Justice of the New York State Supreme Court from the 8th Judicial district
- Incumbent
- Assumed office January 1, 2022

Member of the New York State Assembly from the 146th district 148th district (2011-2012)
- In office January 1, 2011 – January 1, 2019
- Preceded by: James P. Hayes
- Succeeded by: Karen McMahon

Member of the Erie County Legislature from the 4th district
- In office January 2009 – November 2011
- Preceded by: Mike Ranzenhofer
- Succeeded by: Kevin Hardwick

Personal details
- Born: February 4, 1972 (age 54)
- Party: Republican
- Alma mater: State University of New York at Geneseo
- Occupation: Attorney, salesman

= Raymond Walter =

American politician

Raymond W. Walter (born February 4, 1972) is an American politician.
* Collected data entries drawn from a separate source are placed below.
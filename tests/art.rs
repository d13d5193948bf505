//! Art scenes: reproducibility, bounds and the helpers they share

use eframe::egui::Color32;
use pretty_assertions::assert_eq;
use rand::SeedableRng;
use rand::rngs::StdRng;
use rusty_tide::art::particle::{Band, ParticleScene};
use rusty_tide::art::wave::WaveScene;
use rusty_tide::art::{
    ArtMode, SPIRAL_JITTER, Scene, SceneInput, WORLD_X, WORLD_Y, jitter, linspace, percentile,
    sample_indices, scatter,
};
use rusty_tide::data::loader::parse_csv;
use rusty_tide::data::model::IndicatorDataset;
use rusty_tide::data::normalize::NormalizedDataset;

/// Three indicators over `rows` samples plus a label column.
fn dataset(rows: usize) -> (IndicatorDataset, NormalizedDataset) {
    let mut text = String::from("ph,Hardness,Turbidity,Potability\n");
    for i in 0..rows {
        let t = i as f64;
        text.push_str(&format!(
            "{},{},{},{}\n",
            7.0 + (t * 0.37).sin() * 2.0,
            150.0 + (t * 13.0) % 97.0,
            3.0 + (t * 0.11).cos(),
            i % 2
        ));
    }
    let table = parse_csv(&text).unwrap();
    let ds = IndicatorDataset::from_table(&table, "Potability").unwrap();
    let norm = NormalizedDataset::new(&ds);
    (ds, norm)
}

fn scene(
    mode: ArtMode,
    ds: &IndicatorDataset,
    norm: &NormalizedDataset,
    seed: u64,
) -> Option<Scene> {
    let input = SceneInput {
        dataset: ds,
        normalized: norm,
        indicator: "ph",
    };
    Scene::new(mode, &input, seed)
}

#[test]
fn test_every_mode_builds_at_frame_zero() {
    let (ds, norm) = dataset(120);
    for mode in ArtMode::ALL {
        let s = scene(mode, &ds, &norm, 42).unwrap();
        assert_eq!(s.mode(), mode);
        assert_eq!(s.frame(), 0);
        assert!(!s.sprites().markers.is_empty(), "{mode:?} drew nothing");
    }
}

#[test]
fn test_same_seed_same_scene() {
    let (ds, norm) = dataset(200);
    for mode in [ArtMode::Galaxy, ArtMode::Particle, ArtMode::SpiralArms] {
        let mut a = scene(mode, &ds, &norm, 7).unwrap();
        let mut b = scene(mode, &ds, &norm, 7).unwrap();
        for _ in 0..5 {
            a.step();
            b.step();
        }
        assert_eq!(a.sprites().markers, b.sprites().markers);
    }
}

#[test]
fn test_different_seed_different_galaxy() {
    let (ds, norm) = dataset(200);
    let a = scene(ArtMode::Galaxy, &ds, &norm, 1).unwrap();
    let b = scene(ArtMode::Galaxy, &ds, &norm, 2).unwrap();
    assert_ne!(a.sprites().markers, b.sprites().markers);
}

#[test]
fn test_step_advances_frame() {
    let (ds, norm) = dataset(50);
    let mut s = scene(ArtMode::Wave, &ds, &norm, 42).unwrap();
    s.step();
    s.step();
    assert_eq!(s.frame(), 2);
}

#[test]
fn test_unknown_indicator_has_no_scene() {
    let (ds, norm) = dataset(50);
    let input = SceneInput {
        dataset: &ds,
        normalized: &norm,
        indicator: "Sulfate",
    };
    assert!(Scene::new(ArtMode::Galaxy, &input, 42).is_none());
    // Multi-indicator modes ignore the selection.
    assert!(Scene::new(ArtMode::Flow, &input, 42).is_some());
}

#[test]
fn test_empty_normalized_dataset_has_no_scene() {
    let (ds, _) = dataset(10);
    let empty = NormalizedDataset::default();
    let input = SceneInput {
        dataset: &ds,
        normalized: &empty,
        indicator: "ph",
    };
    assert!(Scene::new(ArtMode::Flow, &input, 42).is_none());
    assert!(Scene::new(ArtMode::SpiralArms, &input, 42).is_none());
}

#[test]
fn test_galaxy_is_capped_at_one_thousand_points() {
    let (ds, norm) = dataset(1500);
    let Some(Scene::Galaxy(galaxy)) = scene(ArtMode::Galaxy, &ds, &norm, 42) else {
        panic!("expected a galaxy scene");
    };
    assert_eq!(galaxy.len(), 1000);
}

#[test]
fn test_galaxy_pulse_does_not_compound() {
    let (ds, norm) = dataset(100);
    let mut s = scene(ArtMode::Galaxy, &ds, &norm, 42).unwrap();
    // Pulse is 1.0 at frame 0.
    let base = s.sprites().markers[0].size;
    for frame in 1..=100 {
        s.step();
        let expected = base * (1.0 + 0.3 * (frame as f64 * 0.1).sin());
        assert!((s.sprites().markers[0].size - expected).abs() < 1e-9);
    }
}

#[test]
fn test_particles_stay_inside_world_box() {
    let norm: Vec<f64> = (0..300).map(|i| f64::from(i) / 300.0).collect();
    let mut rng = StdRng::seed_from_u64(42);
    let mut scene = ParticleScene::new(&norm, Color32::RED, &mut rng);
    for _ in 0..500 {
        scene.step();
    }
    for (&x, &y) in scene.x.iter().zip(&scene.y) {
        assert!(x >= WORLD_X.0 && x <= WORLD_X.1, "x = {x}");
        assert!(y >= WORLD_Y.0 && y <= WORLD_Y.1, "y = {y}");
    }
    assert_eq!(scene.frame, 500);
}

#[test]
fn test_particle_bands() {
    assert_eq!(Band::of(0.1), Band::Low);
    assert_eq!(Band::of(0.33), Band::Mid);
    assert_eq!(Band::of(0.66), Band::Mid);
    assert_eq!(Band::of(0.67), Band::High);
    assert_eq!(Band::Low.target_x(), -5.0);
    assert_eq!(Band::High.target_x(), 5.0);
}

#[test]
fn test_wave_has_one_ordinate_per_sample() {
    let norm = [0.0, 0.25, 0.5, 0.75, 1.0];
    let wave = WaveScene::new(&norm, Color32::BLUE);
    let ys = wave.main_wave();
    assert_eq!(ys.len(), norm.len());
    // At frame 0: (v - 0.5) * 6 plus 3 * sin(0.4 x), x from -10 to 10.
    let expected = (0.0 - 0.5) * 6.0 + 3.0 * (-4.0_f64).sin();
    assert!((ys[0] - expected).abs() < 1e-12);
}

#[test]
fn test_energy_links_are_short() {
    let (ds, norm) = dataset(400);
    let s = scene(ArtMode::EnergyField, &ds, &norm, 42).unwrap();
    let sprites = s.sprites();
    let dashed: Vec<_> = sprites.lines.iter().filter(|l| l.dashed).collect();
    assert!(!dashed.is_empty());
    for line in dashed {
        let [a, b] = [line.points[0], line.points[1]];
        let d = (a[0] - b[0]).hypot(a[1] - b[1]);
        assert!(d < 6.0, "link of length {d}");
    }
    assert!(sprites.labels.iter().any(|l| l.text.starts_with("Max: ")));
    assert!(sprites.labels.iter().any(|l| l.text.starts_with("Min: ")));
}

#[test]
fn test_flow_and_spiral_legends_list_every_indicator() {
    let (ds, norm) = dataset(90);
    for mode in [ArtMode::Flow, ArtMode::SpiralArms] {
        let legend: Vec<String> = scene(mode, &ds, &norm, 42)
            .unwrap()
            .sprites()
            .legend
            .into_iter()
            .map(|(name, _)| name)
            .collect();
        assert_eq!(legend, vec!["ph", "Hardness", "Turbidity"]);
    }
}

#[test]
fn test_sample_indices() {
    assert_eq!(sample_indices(10, 5), vec![0, 2, 4, 6, 9]);
    assert_eq!(sample_indices(3, 3), vec![0, 1, 2]);
    assert_eq!(sample_indices(5, 1), vec![0]);
    assert!(sample_indices(0, 4).is_empty());
}

#[test]
fn test_linspace() {
    assert_eq!(linspace(-1.0, 1.0, 5), vec![-1.0, -0.5, 0.0, 0.5, 1.0]);
    assert_eq!(linspace(3.0, 9.0, 1), vec![3.0]);
    assert!(linspace(0.0, 1.0, 0).is_empty());
}

#[test]
fn test_percentile() {
    let values = [4.0, 1.0, 3.0, 2.0, 5.0];
    assert_eq!(percentile(&values, 0.0), 1.0);
    assert_eq!(percentile(&values, 50.0), 3.0);
    assert_eq!(percentile(&values, 100.0), 5.0);
    assert!((percentile(&values, 70.0) - 3.8).abs() < 1e-12);
    assert!(percentile(&[], 50.0).is_nan());
}

#[test]
fn test_jitter_rejects_invalid_spread() {
    assert!(jitter(-0.3).is_none());
    assert!(jitter(f64::NAN).is_none());
    assert!(jitter(SPIRAL_JITTER).is_some());
}

#[test]
fn test_scatter_spread_matches_jitter() {
    let noise = jitter(SPIRAL_JITTER).unwrap();
    let mut rng = StdRng::seed_from_u64(42);
    let offsets: Vec<f64> = (0..5000)
        .flat_map(|_| scatter([1.0, -2.0], &noise, &mut rng))
        .zip([1.0, -2.0].into_iter().cycle())
        .map(|(v, centre)| v - centre)
        .collect();
    let n = offsets.len() as f64;
    let mean = offsets.iter().sum::<f64>() / n;
    let std = (offsets.iter().map(|v| (v - mean).powi(2)).sum::<f64>() / n).sqrt();
    assert!(mean.abs() < 0.02, "mean = {mean}");
    assert!((std - SPIRAL_JITTER).abs() < 0.02, "std = {std}");
}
A Republican, he served as a member of the New York State Assembly representing Assembly District 146, which comprises the Towns of Amherst in Erie County and Pendleton in Niagara County.

==Early life and career==
Walter earned a degree in history from the State University of New York at Geneseo in 1994. Walter worked at automobile dealerships in Western New York for ten years before entering the University at Buffalo Law School. Walter clerked for the United States Attorney’s Office and the Erie County District Attorney’s Office after graduating. He joined Magavern Magavern Grimm LLP in 2007 where he practices law in estates, trusts, and elder law.

==Political career==

His political career began in 2009 when the Erie County Republican Committee appointed him to fill the Erie County Legislature seat left empty by Michael H. Ranzenhofer who had been elected state senator.

In 2011, Walter successfully ran for a seat in the New York State Assembly.
He ran unsuccessfully as the Republican candidate for Erie County Executive in 2015.

In 2018, Walter unsuccessfully ran for reelection in the New York State Assembly, losing to lawyer Karen McMahon, after she garnered 54 percent of the votes.